- Poster art
- Genre: Drama
- Written by: Christopher Lee
- Screenplay by: Christopher Lee
- Directed by: Matthew Saville
- Starring: Ashley Zukerman Christian Byers Will Rush Arthur McBain Mackenzie Fearnley Du Toit Bredenkamp
- Country of origin: Australia
- Original language: English
- No. of episodes: 2

Production
- Cinematography: Simon Chapman
- Running time: 180 minutes
- Production company: Playmaker Media

Original release
- Network: ABC
- Release: 26 November – 3 December 2017

= Friday on My Mind (miniseries) =

Friday On My Mind is an Australian television drama miniseries, based on the lives of Australian rock band The Easybeats, which first screened on the ABC in November 2017. The series is produced by Playmaker Media and was written by Christopher Lee and directed by Matthew Saville.

==Cast==
- Ashley Zukerman as Ted Albert
- Christian Byers as Stevie Wright
- Will Rush as George Young
- Arthur McBain as Snowy Fleet
- Mackenzie Fearnley as Harry Vanda
- Du Toit Bredenkamp as Dick Diamonde
- Tiriel Mora as Lawyer
- Noel Hodda as Alexis Albert
- Ella Scott Lynch as Lillian Roxon

==Release==
The mini series was broadcast on ABC1 on 26 November and 3 December 2017 over two nights.

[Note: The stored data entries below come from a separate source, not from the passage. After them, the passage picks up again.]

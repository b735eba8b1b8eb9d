pub mod audit;
pub mod brands;
pub mod change_logs;
pub mod client;
pub mod complaints;
pub mod conflicts;
pub mod domains;
pub mod entries;
pub mod indexes;
pub mod networks;
pub mod optimizations;
pub mod scheduler_state;
pub mod settings;
pub mod templates;
pub mod test_alerts;

pub use audit::AuditRepo;
pub use brands::BrandRepo;
pub use change_logs::ChangeLogRepo;
pub use client::StoreClient;
pub use complaints::ComplaintRepo;
pub use conflicts::ConflictRepo;
pub use domains::DomainRepo;
pub use entries::EntryRepo;
pub use networks::NetworkRepo;
pub use optimizations::OptimizationRepo;
pub use scheduler_state::SchedulerStateRepo;
pub use settings::SettingsRepo;
pub use templates::TemplateRepo;
pub use test_alerts::TestAlertRepo;
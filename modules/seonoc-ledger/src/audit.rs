use chrono::Utc;
use tracing::warn;
use uuid::Uuid;

use seonoc_common::types::{AuditEntry, AuditSeverity};
use seonoc_store::StoreClient;

/// Append an audit row. Audit failures are logged, never propagated; an
/// unreachable audit collection must not take the primary operation down.
pub async fn record_audit(
    store: &StoreClient,
    event_type: &str,
    actor_email: &str,
    resource: &str,
    details: &str,
    severity: AuditSeverity,
    success: bool,
) {
    let entry = AuditEntry {
        id: Uuid::new_v4().to_string(),
        event_type: event_type.to_string(),
        actor_email: actor_email.to_string(),
        resource: resource.to_string(),
        details: details.to_string(),
        severity,
        success,
        timestamp: Utc::now(),
    };
    if let Err(e) = store.audit().insert(&entry).await {
        warn!(error = %e, event_type, "Failed to write audit entry");
    }
}
use std::sync::Arc;

use axum::extract::{Path, State};
use axum::Json;
use serde::Deserialize;
use serde_json::{json, Value};

use seonoc_common::types::{DomainRole, IndexStatus, NodeStatus};
use seonoc_common::NocError;
use seonoc_ledger::NodeInput;

use crate::actor::Actor;
use crate::error::ApiResult;
use crate::state::NocCore;

#[derive(Deserialize)]
pub struct NodeBody {
    pub asset_domain_id: String,
    #[serde(default)]
    pub optimized_path: Option<String>,
    pub domain_role: DomainRole,
    pub domain_status: NodeStatus,
    pub index_status: IndexStatus,
    #[serde(default)]
    pub target_entry_id: Option<String>,
    #[serde(default)]
    pub ranking_position: Option<u8>,
    #[serde(default)]
    pub primary_keyword: String,
    #[serde(default)]
    pub ranking_url: String,
    #[serde(default)]
    pub notes: String,
    pub change_note: String,
}

impl NodeBody {
    fn into_input(self) -> NodeInput {
        NodeInput {
            asset_domain_id: self.asset_domain_id,
            optimized_path: self.optimized_path,
            domain_role: self.domain_role,
            domain_status: self.domain_status,
            index_status: self.index_status,
            target_entry_id: self.target_entry_id,
            ranking_position: self.ranking_position,
            primary_keyword: self.primary_keyword,
            ranking_url: self.ranking_url,
            notes: self.notes,
            change_note: self.change_note,
        }
    }
}

pub async fn create_node(
    State(core): State<Arc<NocCore>>,
    actor: Actor,
    Path(network_id): Path<String>,
    Json(body): Json<NodeBody>,
) -> ApiResult<Json<Value>> {
    let network = core
        .store
        .networks()
        .find_by_id(&network_id)
        .await?
        .ok_or_else(|| NocError::not_found(format!("network {network_id}")))?;
    actor.ensure_network_access(&network)?;

    let entry = core
        .pipeline
        .create_node(&actor.actor, &network_id, body.into_input())
        .await?;
    Ok(Json(serde_json::to_value(entry).map_err(anyhow::Error::from)?))
}

pub async fn update_node(
    State(core): State<Arc<NocCore>>,
    actor: Actor,
    Path(entry_id): Path<String>,
    Json(body): Json<NodeBody>,
) -> ApiResult<Json<Value>> {
    let entry = core
        .store
        .entries()
        .find_by_id(&entry_id)
        .await?
        .ok_or_else(|| NocError::not_found(format!("structure entry {entry_id}")))?;
    let network = core
        .store
        .networks()
        .find_by_id(&entry.network_id)
        .await?
        .ok_or_else(|| NocError::not_found(format!("network {}", entry.network_id)))?;
    actor.ensure_network_access(&network)?;

    let updated = core
        .pipeline
        .update_node(&actor.actor, &entry_id, body.into_input())
        .await?;
    Ok(Json(serde_json::to_value(updated).map_err(anyhow::Error::from)?))
}

#[derive(Deserialize)]
pub struct DeleteNodeBody {
    pub change_note: String,
}

pub async fn delete_node(
    State(core): State<Arc<NocCore>>,
    actor: Actor,
    Path(entry_id): Path<String>,
    Json(body): Json<DeleteNodeBody>,
) -> ApiResult<Json<Value>> {
    let entry = core
        .store
        .entries()
        .find_by_id(&entry_id)
        .await?
        .ok_or_else(|| NocError::not_found(format!("structure entry {entry_id}")))?;
    let network = core
        .store
        .networks()
        .find_by_id(&entry.network_id)
        .await?
        .ok_or_else(|| NocError::not_found(format!("network {}", entry.network_id)))?;
    actor.ensure_network_access(&network)?;

    core.pipeline
        .delete_node(&actor.actor, &entry_id, &body.change_note)
        .await?;
    Ok(Json(json!({ "status": "deleted" })))
}
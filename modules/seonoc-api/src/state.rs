use std::sync::atomic::AtomicBool;
use std::sync::Arc;

use seonoc_common::throttle::Throttle;
use seonoc_common::Config;
use seonoc_ledger::ChangePipeline;
use seonoc_linker::ConflictLinker;
use seonoc_notify::{EmailClient, NotificationRouter, TelegramClient};
use seonoc_store::StoreClient;
use seonoc_templates::TemplateStore;

/// Explicit dependency-injection root: every handler takes what it needs
/// from here, nothing reaches for globals.
pub struct NocCore {
    pub config: Config,
    pub store: StoreClient,
    pub templates: Arc<TemplateStore>,
    pub router: Arc<NotificationRouter>,
    pub pipeline: ChangePipeline,
    pub linker: ConflictLinker,
    pub throttle: Arc<Throttle>,
    /// Shared shutdown flag read by every worker loop.
    pub running: Arc<AtomicBool>,
}

impl NocCore {
    pub fn new(config: Config, store: StoreClient) -> Self {
        let templates = Arc::new(TemplateStore::new(store.templates()));
        let router = Arc::new(NotificationRouter::new(
            store.clone(),
            templates.clone(),
            Arc::new(TelegramClient::new()),
            Arc::new(EmailClient::new()),
        ));
        let throttle = Arc::new(Throttle::new());
        let pipeline = ChangePipeline::new(store.clone(), router.clone(), throttle.clone());
        let linker = ConflictLinker::new(store.clone(), router.clone());
        Self {
            config,
            store,
            templates,
            router,
            pipeline,
            linker,
            throttle,
            running: Arc::new(AtomicBool::new(true)),
        }
    }
}
use std::sync::Arc;

use axum::extract::{Query, State};
use axum::Json;
use serde::Deserialize;
use serde_json::{json, Value};

use seonoc_common::types::AuditSeverity;
use seonoc_store::audit::AuditQuery;

use crate::actor::Actor;
use crate::error::ApiResult;
use crate::state::NocCore;

#[derive(Deserialize)]
pub struct AuditListQuery {
    pub event_type: Option<String>,
    pub actor_email: Option<String>,
    pub resource: Option<String>,
    pub severity: Option<AuditSeverity>,
    pub success: Option<bool>,
    pub skip: Option<u64>,
    pub limit: Option<i64>,
}

pub async fn query(
    State(core): State<Arc<NocCore>>,
    _actor: Actor,
    Query(q): Query<AuditListQuery>,
) -> ApiResult<Json<Value>> {
    let entries = core
        .store
        .audit()
        .query(&AuditQuery {
            event_type: q.event_type,
            actor_email: q.actor_email,
            resource: q.resource,
            severity: q.severity,
            success: q.success,
            skip: q.skip.unwrap_or(0),
            limit: q.limit.unwrap_or(100),
        })
        .await?;
    Ok(Json(json!({ "total": entries.len(), "entries": entries })))
}

#[derive(Deserialize)]
pub struct StatsQuery {
    pub days: Option<i64>,
}

pub async fn stats(
    State(core): State<Arc<NocCore>>,
    _actor: Actor,
    Query(q): Query<StatsQuery>,
) -> ApiResult<Json<Value>> {
    let stats = core
        .store
        .audit()
        .stats(q.days.unwrap_or(7).clamp(1, 365))
        .await?;
    Ok(Json(serde_json::to_value(stats).map_err(anyhow::Error::from)?))
}
use std::time::Duration;

use async_trait::async_trait;
use serde_json::json;
use tracing::warn;

use crate::backend::EmailSender;

const SEND_TIMEOUT: Duration = Duration::from_secs(30);

/// HTML email via an HTTP send provider (Resend-compatible API shape).
pub struct EmailClient {
    endpoint: String,
    http: reqwest::Client,
}

impl EmailClient {
    pub fn new() -> Self {
        Self::with_endpoint("https://api.resend.com/emails")
    }

    pub fn with_endpoint(endpoint: impl Into<String>) -> Self {
        Self {
            endpoint: endpoint.into(),
            http: reqwest::Client::new(),
        }
    }
}

impl Default for EmailClient {
    fn default() -> Self {
        Self::new()
    }
}

#[async_trait]
impl EmailSender for EmailClient {
    async fn send(
        &self,
        api_key: &str,
        from: &str,
        to: &[String],
        subject: &str,
        html: &str,
    ) -> anyhow::Result<()> {
        let payload = json!({
            "from": from,
            "to": to,
            "subject": subject,
            "html": html,
        });
        let resp = self
            .http
            .post(&self.endpoint)
            .bearer_auth(api_key)
            .json(&payload)
            .timeout(SEND_TIMEOUT)
            .send()
            .await?;

        if !resp.status().is_success() {
            let status = resp.status();
            let body = resp.text().await.unwrap_or_default();
            warn!(status = %status, "Email provider returned non-success");
            anyhow::bail!("email API error {status}: {body}");
        }
        Ok(())
    }
}
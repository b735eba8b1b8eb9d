use anyhow::Result;
use bson::{doc, Bson};
use futures::TryStreamExt;
use mongodb::{Collection, Database};

use seonoc_common::types::StructureEntry;

#[derive(Clone)]
pub struct EntryRepo {
    coll: Collection<StructureEntry>,
}

impl EntryRepo {
    pub fn new(db: &Database) -> Self {
        Self {
            coll: db.collection("seo_structure_entries"),
        }
    }

    pub async fn insert(&self, entry: &StructureEntry) -> Result<()> {
        self.coll.insert_one(entry).await?;
        Ok(())
    }

    pub async fn find_by_id(&self, id: &str) -> Result<Option<StructureEntry>> {
        Ok(self.coll.find_one(doc! { "id": id }).await?)
    }

    pub async fn find_by_network(&self, network_id: &str) -> Result<Vec<StructureEntry>> {
        let cursor = self.coll.find(doc! { "network_id": network_id }).await?;
        Ok(cursor.try_collect().await?)
    }

    pub async fn find_by_domain(&self, asset_domain_id: &str) -> Result<Vec<StructureEntry>> {
        let cursor = self
            .coll
            .find(doc! { "asset_domain_id": asset_domain_id })
            .await?;
        Ok(cursor.try_collect().await?)
    }

    /// All entries across every network. Used by the monitoring side to map
    /// domains into SEO usage.
    pub async fn find_all(&self) -> Result<Vec<StructureEntry>> {
        let cursor = self.coll.find(doc! {}).await?;
        Ok(cursor.try_collect().await?)
    }

    /// Duplicate check for the (network, domain, normalized path) key.
    pub async fn find_by_placement(
        &self,
        network_id: &str,
        asset_domain_id: &str,
        optimized_path: Option<&str>,
    ) -> Result<Option<StructureEntry>> {
        let path = match optimized_path {
            Some(p) => Bson::String(p.to_string()),
            None => Bson::Null,
        };
        Ok(self
            .coll
            .find_one(doc! {
                "network_id": network_id,
                "asset_domain_id": asset_domain_id,
                "optimized_path": path,
            })
            .await?)
    }

    /// Full-document replace. Entries are small; the pipeline computes the
    /// updated entry and persists it atomically.
    pub async fn replace(&self, entry: &StructureEntry) -> Result<()> {
        self.coll
            .replace_one(doc! { "id": &entry.id }, entry)
            .await?;
        Ok(())
    }

    pub async fn delete(&self, id: &str) -> Result<()> {
        self.coll.delete_one(doc! { "id": id }).await?;
        Ok(())
    }

    pub async fn delete_by_network(&self, network_id: &str) -> Result<u64> {
        let result = self
            .coll
            .delete_many(doc! { "network_id": network_id })
            .await?;
        Ok(result.deleted_count)
    }

    pub async fn count_for_network(&self, network_id: &str) -> Result<u64> {
        Ok(self
            .coll
            .count_documents(doc! { "network_id": network_id })
            .await?)
    }

    /// Whether any structure entry references the domain.
    pub async fn domain_in_use(&self, asset_domain_id: &str) -> Result<bool> {
        let n = self
            .coll
            .count_documents(doc! { "asset_domain_id": asset_domain_id })
            .await?;
        Ok(n > 0)
    }
}
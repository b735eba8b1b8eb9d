use anyhow::Result;
use bson::doc;
use futures::TryStreamExt;
use mongodb::{Collection, Database};

use seonoc_common::types::SeoNetwork;

#[derive(Clone)]
pub struct NetworkRepo {
    coll: Collection<SeoNetwork>,
}

impl NetworkRepo {
    pub fn new(db: &Database) -> Self {
        Self {
            coll: db.collection("seo_networks"),
        }
    }

    pub async fn insert(&self, network: &SeoNetwork) -> Result<()> {
        self.coll.insert_one(network).await?;
        Ok(())
    }

    pub async fn find_by_id(&self, id: &str) -> Result<Option<SeoNetwork>> {
        Ok(self.coll.find_one(doc! { "id": id }).await?)
    }

    pub async fn list_by_brand(&self, brand_id: &str) -> Result<Vec<SeoNetwork>> {
        let cursor = self
            .coll
            .find(doc! { "brand_id": brand_id })
            .sort(doc! { "name": 1 })
            .await?;
        Ok(cursor.try_collect().await?)
    }

    pub async fn list_all(&self) -> Result<Vec<SeoNetwork>> {
        let cursor = self.coll.find(doc! {}).await?;
        Ok(cursor.try_collect().await?)
    }

    pub async fn delete(&self, id: &str) -> Result<()> {
        self.coll.delete_one(doc! { "id": id }).await?;
        Ok(())
    }
}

Episodes were later available for streaming on the ABC's iView service.

==Reception==
Friday On My Mind received largely positive reviews from the press. Luke Buckmaster from The Guardian Australia praised it by saying: "Easybeats biopic plays like a concert you don't want to end". The acting in the series was praised, in particular Will Rush and Christian Byers. Although, overall the series was praised, critics did point out that the second episode wasn't as strong as the first.